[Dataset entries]
===

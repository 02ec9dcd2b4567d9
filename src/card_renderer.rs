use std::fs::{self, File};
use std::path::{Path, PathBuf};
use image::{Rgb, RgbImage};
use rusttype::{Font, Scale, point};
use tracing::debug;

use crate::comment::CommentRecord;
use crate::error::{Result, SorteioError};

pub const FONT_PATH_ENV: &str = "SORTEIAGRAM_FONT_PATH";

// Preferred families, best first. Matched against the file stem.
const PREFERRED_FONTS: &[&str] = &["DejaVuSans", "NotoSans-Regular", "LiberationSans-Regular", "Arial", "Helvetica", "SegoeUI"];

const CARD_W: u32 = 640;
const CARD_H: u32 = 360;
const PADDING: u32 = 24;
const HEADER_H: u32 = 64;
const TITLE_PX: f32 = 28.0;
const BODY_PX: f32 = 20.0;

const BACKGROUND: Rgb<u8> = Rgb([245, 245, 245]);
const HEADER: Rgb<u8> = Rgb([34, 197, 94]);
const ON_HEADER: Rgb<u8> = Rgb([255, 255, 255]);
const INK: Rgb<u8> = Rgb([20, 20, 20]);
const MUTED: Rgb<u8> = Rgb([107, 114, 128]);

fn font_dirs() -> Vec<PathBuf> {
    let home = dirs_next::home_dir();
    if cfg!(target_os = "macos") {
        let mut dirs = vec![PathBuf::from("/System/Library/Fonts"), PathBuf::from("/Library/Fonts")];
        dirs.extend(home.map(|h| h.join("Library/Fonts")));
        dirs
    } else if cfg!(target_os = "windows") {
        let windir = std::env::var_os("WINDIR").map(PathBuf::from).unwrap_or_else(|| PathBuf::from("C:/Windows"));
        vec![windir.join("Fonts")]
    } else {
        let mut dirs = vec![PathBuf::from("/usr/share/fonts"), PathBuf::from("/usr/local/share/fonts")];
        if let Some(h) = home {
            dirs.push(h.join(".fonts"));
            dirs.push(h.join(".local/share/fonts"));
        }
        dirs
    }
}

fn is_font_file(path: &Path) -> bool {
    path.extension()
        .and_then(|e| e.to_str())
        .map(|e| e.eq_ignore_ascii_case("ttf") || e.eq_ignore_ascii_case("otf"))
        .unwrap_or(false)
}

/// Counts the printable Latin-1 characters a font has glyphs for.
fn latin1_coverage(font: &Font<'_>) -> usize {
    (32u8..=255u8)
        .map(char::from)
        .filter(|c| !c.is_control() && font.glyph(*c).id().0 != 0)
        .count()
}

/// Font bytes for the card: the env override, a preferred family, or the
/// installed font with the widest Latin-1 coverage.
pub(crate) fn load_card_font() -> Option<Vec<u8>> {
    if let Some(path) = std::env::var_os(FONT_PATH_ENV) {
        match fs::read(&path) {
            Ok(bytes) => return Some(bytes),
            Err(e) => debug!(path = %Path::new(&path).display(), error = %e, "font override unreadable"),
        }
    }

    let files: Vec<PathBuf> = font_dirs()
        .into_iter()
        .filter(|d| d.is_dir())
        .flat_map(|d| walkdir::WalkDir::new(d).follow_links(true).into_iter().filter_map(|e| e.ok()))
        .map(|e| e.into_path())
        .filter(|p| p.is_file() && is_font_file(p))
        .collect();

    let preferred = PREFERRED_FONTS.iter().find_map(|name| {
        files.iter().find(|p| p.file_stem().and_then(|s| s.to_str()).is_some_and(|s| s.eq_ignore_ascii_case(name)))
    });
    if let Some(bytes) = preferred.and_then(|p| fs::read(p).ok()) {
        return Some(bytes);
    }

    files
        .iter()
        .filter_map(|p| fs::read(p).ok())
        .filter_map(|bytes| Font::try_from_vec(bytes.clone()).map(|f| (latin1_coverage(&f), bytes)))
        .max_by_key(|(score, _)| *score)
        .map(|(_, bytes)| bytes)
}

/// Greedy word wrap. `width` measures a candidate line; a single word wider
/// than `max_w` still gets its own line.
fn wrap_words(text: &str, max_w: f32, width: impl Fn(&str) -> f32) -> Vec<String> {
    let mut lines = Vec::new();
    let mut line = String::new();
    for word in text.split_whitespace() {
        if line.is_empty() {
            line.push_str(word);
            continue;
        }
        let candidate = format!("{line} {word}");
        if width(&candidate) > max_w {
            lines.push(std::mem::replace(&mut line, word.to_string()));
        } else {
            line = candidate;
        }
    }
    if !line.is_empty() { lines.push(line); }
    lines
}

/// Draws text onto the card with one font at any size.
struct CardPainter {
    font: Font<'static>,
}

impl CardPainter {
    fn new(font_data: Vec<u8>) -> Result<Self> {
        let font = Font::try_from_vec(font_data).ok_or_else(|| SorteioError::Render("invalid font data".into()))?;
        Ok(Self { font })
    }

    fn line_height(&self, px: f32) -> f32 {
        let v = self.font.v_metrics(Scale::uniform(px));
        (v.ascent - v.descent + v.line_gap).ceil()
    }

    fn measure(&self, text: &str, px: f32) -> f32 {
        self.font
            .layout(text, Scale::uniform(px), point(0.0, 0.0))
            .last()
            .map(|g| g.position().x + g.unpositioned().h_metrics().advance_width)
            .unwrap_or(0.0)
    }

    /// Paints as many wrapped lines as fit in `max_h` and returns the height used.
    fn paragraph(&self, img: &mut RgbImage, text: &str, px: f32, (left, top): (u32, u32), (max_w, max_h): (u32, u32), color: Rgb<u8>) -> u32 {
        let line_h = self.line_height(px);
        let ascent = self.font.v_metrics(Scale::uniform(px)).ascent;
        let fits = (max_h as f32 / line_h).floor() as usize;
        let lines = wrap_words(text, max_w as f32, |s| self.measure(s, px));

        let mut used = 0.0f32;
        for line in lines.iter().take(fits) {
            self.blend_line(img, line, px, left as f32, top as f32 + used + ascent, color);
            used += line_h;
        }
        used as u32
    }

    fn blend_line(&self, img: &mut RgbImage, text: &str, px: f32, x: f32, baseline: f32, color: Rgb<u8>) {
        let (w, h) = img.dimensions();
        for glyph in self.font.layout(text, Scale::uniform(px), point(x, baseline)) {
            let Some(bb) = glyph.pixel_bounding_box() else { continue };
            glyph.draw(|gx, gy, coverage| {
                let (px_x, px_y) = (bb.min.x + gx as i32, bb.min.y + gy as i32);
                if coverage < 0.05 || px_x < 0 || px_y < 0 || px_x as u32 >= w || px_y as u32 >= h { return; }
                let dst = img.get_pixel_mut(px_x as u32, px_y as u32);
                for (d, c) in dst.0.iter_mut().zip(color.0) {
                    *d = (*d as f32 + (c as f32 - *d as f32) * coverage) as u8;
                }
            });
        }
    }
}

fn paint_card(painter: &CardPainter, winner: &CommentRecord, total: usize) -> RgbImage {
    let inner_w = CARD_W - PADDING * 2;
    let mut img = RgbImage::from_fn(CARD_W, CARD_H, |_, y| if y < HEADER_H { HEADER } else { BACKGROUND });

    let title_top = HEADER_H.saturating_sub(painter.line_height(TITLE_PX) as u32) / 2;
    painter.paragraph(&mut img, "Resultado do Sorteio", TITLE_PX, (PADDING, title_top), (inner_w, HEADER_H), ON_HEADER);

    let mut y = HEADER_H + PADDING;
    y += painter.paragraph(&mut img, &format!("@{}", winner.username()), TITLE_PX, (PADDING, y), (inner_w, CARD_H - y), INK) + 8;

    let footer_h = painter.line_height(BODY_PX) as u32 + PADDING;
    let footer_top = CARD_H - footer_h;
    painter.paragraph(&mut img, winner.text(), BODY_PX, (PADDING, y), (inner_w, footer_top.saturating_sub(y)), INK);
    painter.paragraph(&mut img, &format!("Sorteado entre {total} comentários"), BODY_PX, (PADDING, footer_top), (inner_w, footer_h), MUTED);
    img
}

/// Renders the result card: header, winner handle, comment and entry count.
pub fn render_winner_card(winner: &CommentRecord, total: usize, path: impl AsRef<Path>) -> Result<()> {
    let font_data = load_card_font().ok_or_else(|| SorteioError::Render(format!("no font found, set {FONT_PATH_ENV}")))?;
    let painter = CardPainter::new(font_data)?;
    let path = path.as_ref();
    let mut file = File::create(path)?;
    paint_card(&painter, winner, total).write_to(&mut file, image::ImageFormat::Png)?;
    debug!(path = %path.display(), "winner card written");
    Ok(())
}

===

[Problem]
Take every line above that includes "with" and list it.

[Result of this exercise]
/// installed font with the widest Latin-1 coverage.
/// Draws text onto the card with one font at any size.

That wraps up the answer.